Christin Sisowath1, Pedro E Ferreira, Leyla Y Bustamante, Sabina Dahlström, Andreas Mårtensson, Anders Björkman, Sanjeev Krishna, José P Gil.   

Abstract

OBJECTIVE: Artemether-lumefantrine (AL), presently the most favoured combination therapy against uncomplicated Plasmodium falciparum malaria in Africa, has recently shown to select for the pfmdr1 86N allele.
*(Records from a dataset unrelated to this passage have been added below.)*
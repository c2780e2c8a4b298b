//! Error types for the diagnostics overlay.

use thiserror::Error;

/// Errors that can occur in the overlay.
///
/// Ingestion calls never return these; they surface from configuration,
/// slot bookkeeping and subscriber callbacks only.
#[derive(Debug, Error)]
pub enum OverlayError {
    /// The configuration is not usable.
    #[error("invalid config: {0}")]
    InvalidConfig(String),

    /// A slot id does not belong to the ring buffer.
    #[error("unknown slot: {0}")]
    UnknownSlot(usize),

    /// The slot exists but is not currently displayed.
    #[error("slot {0} is not active")]
    SlotInactive(usize),

    /// A subscriber callback reported a failure.
    #[error("subscriber failed: {0}")]
    Subscriber(String),

    /// Config deserialization failed.
    #[error("config parse error: {0}")]
    Config(#[from] serde_json::Error),

    /// An I/O error occurred.
    #[error("I/O error: {0}")]
    Io(#[from] std::io::Error),
}

/// Result type alias for overlay operations.
pub type Result<T> = std::result::Result<T, OverlayError>;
The objective of this study was to search for the selection of other mutations potentially involved in artemether-lumefantrine tolerance and/or resistance, i.e. pfmdr1 gene amplification, pfmdr1 Y184F, S1034C, N1042D, D1246Y, pfcrt S163R and PfATP6 S769N.
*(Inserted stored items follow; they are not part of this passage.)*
//! Traits at the seams of the overlay.
//!
//! - [`HubSubscriber`] — consumers of drained events, called on the tick thread
//! - [`LogSink`] / [`ValueSink`] — the passive render layer fed by the views
//!
//! `()` implements both sinks as a null renderer.

use std::sync::Arc;

use parking_lot::Mutex;

use crate::error::Result;
use crate::ring::SlotId;
use crate::types::{Color, LogEvent, ValueEvent};

/// Receives events drained by the hub.
///
/// All methods run on the single tick thread, in the order log → clear →
/// value → removal → tick end. A returned error is logged and does not stop
/// the drain. Implementations must not subscribe or drop subscriptions from
/// inside a callback.
pub trait HubSubscriber: Send {
    /// A log line, in global enqueue order.
    fn on_log(&mut self, event: &LogEvent) -> Result<()> {
        let _ = event;
        Ok(())
    }

    /// A clear was requested since the last tick. Called at most once per tick.
    fn on_clear(&mut self) -> Result<()> {
        Ok(())
    }

    /// A watch value changed.
    fn on_value(&mut self, event: &ValueEvent) -> Result<()> {
        let _ = event;
        Ok(())
    }

    /// A watch value was retracted.
    fn on_remove(&mut self, key: &str) -> Result<()> {
        let _ = key;
        Ok(())
    }

    /// All queues for this tick have been dispatched.
    fn on_tick_end(&mut self) -> Result<()> {
        Ok(())
    }
}

impl<T: HubSubscriber> HubSubscriber for Arc<Mutex<T>> {
    fn on_log(&mut self, event: &LogEvent) -> Result<()> {
        self.lock().on_log(event)
    }

    fn on_clear(&mut self) -> Result<()> {
        self.lock().on_clear()
    }

    fn on_value(&mut self, event: &ValueEvent) -> Result<()> {
        self.lock().on_value(event)
    }

    fn on_remove(&mut self, key: &str) -> Result<()> {
        self.lock().on_remove(key)
    }

    fn on_tick_end(&mut self) -> Result<()> {
        self.lock().on_tick_end()
    }
}

/// Scrollbar state of the log view.
///
/// `position` 0.0 is the bottom (newest entries). `size` is the handle size,
/// which shrinks as content grows.
#[derive(Debug, Clone, Copy, PartialEq, Default)]
pub struct ScrollMetrics {
    /// Handle position, 0.0 = bottom
    pub position: f32,
    /// Handle size
    pub size: f32,
}

impl ScrollMetrics {
    /// Creates scroll metrics.
    #[must_use]
    pub const fn new(position: f32, size: f32) -> Self {
        Self { position, size }
    }
}

/// Render target for the log scrollback.
pub trait LogSink: Send {
    /// Show `text` in `slot`, placed after every other visible line.
    fn on_log_display(&mut self, slot: SlotId, text: &str, color: Color);

    /// Hide every line.
    fn on_log_clear_all(&mut self);

    /// Show (`Some`) or hide (`None`) the stack trace panel of a line.
    fn on_log_details(&mut self, slot: SlotId, details: Option<&str>) {
        let _ = (slot, details);
    }

    /// Current scrollbar state.
    fn scroll_metrics(&self) -> ScrollMetrics {
        ScrollMetrics::default()
    }

    /// Move the scrollbar handle.
    fn set_scroll_position(&mut self, position: f32) {
        let _ = position;
    }
}

/// Render target for the watch table.
pub trait ValueSink: Send {
    /// Show `key = value` in `slot` at visual row `rank`.
    fn on_value_display(&mut self, slot: SlotId, key: &str, value: &str, rank: usize);

    /// Move `slot` to visual row `rank`.
    fn on_value_reorder(&mut self, slot: SlotId, rank: usize) {
        let _ = (slot, rank);
    }

    /// `slot` no longer shows `key`.
    fn on_value_removed(&mut self, slot: SlotId, key: &str);
}

impl LogSink for () {
    fn on_log_display(&mut self, _slot: SlotId, _text: &str, _color: Color) {}

    fn on_log_clear_all(&mut self) {}
}

impl ValueSink for () {
    fn on_value_display(&mut self, _slot: SlotId, _key: &str, _value: &str, _rank: usize) {}

    fn on_value_removed(&mut self, _slot: SlotId, _key: &str) {}
}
METHODS: The above mentioned SNPs were analysed by PCR-restriction fragment length polymorphism and pfmdr1 gene amplification by real-time PCR based protocols in parasites from 200 children treated with AL for uncomplicated P. falciparum malaria in Zanzibar.
RESULTS: A statistically significant selection of pfmdr1 184F mostly in combination with 86N was seen in reinfections after treatment. No pfmdr1 gene amplification was found.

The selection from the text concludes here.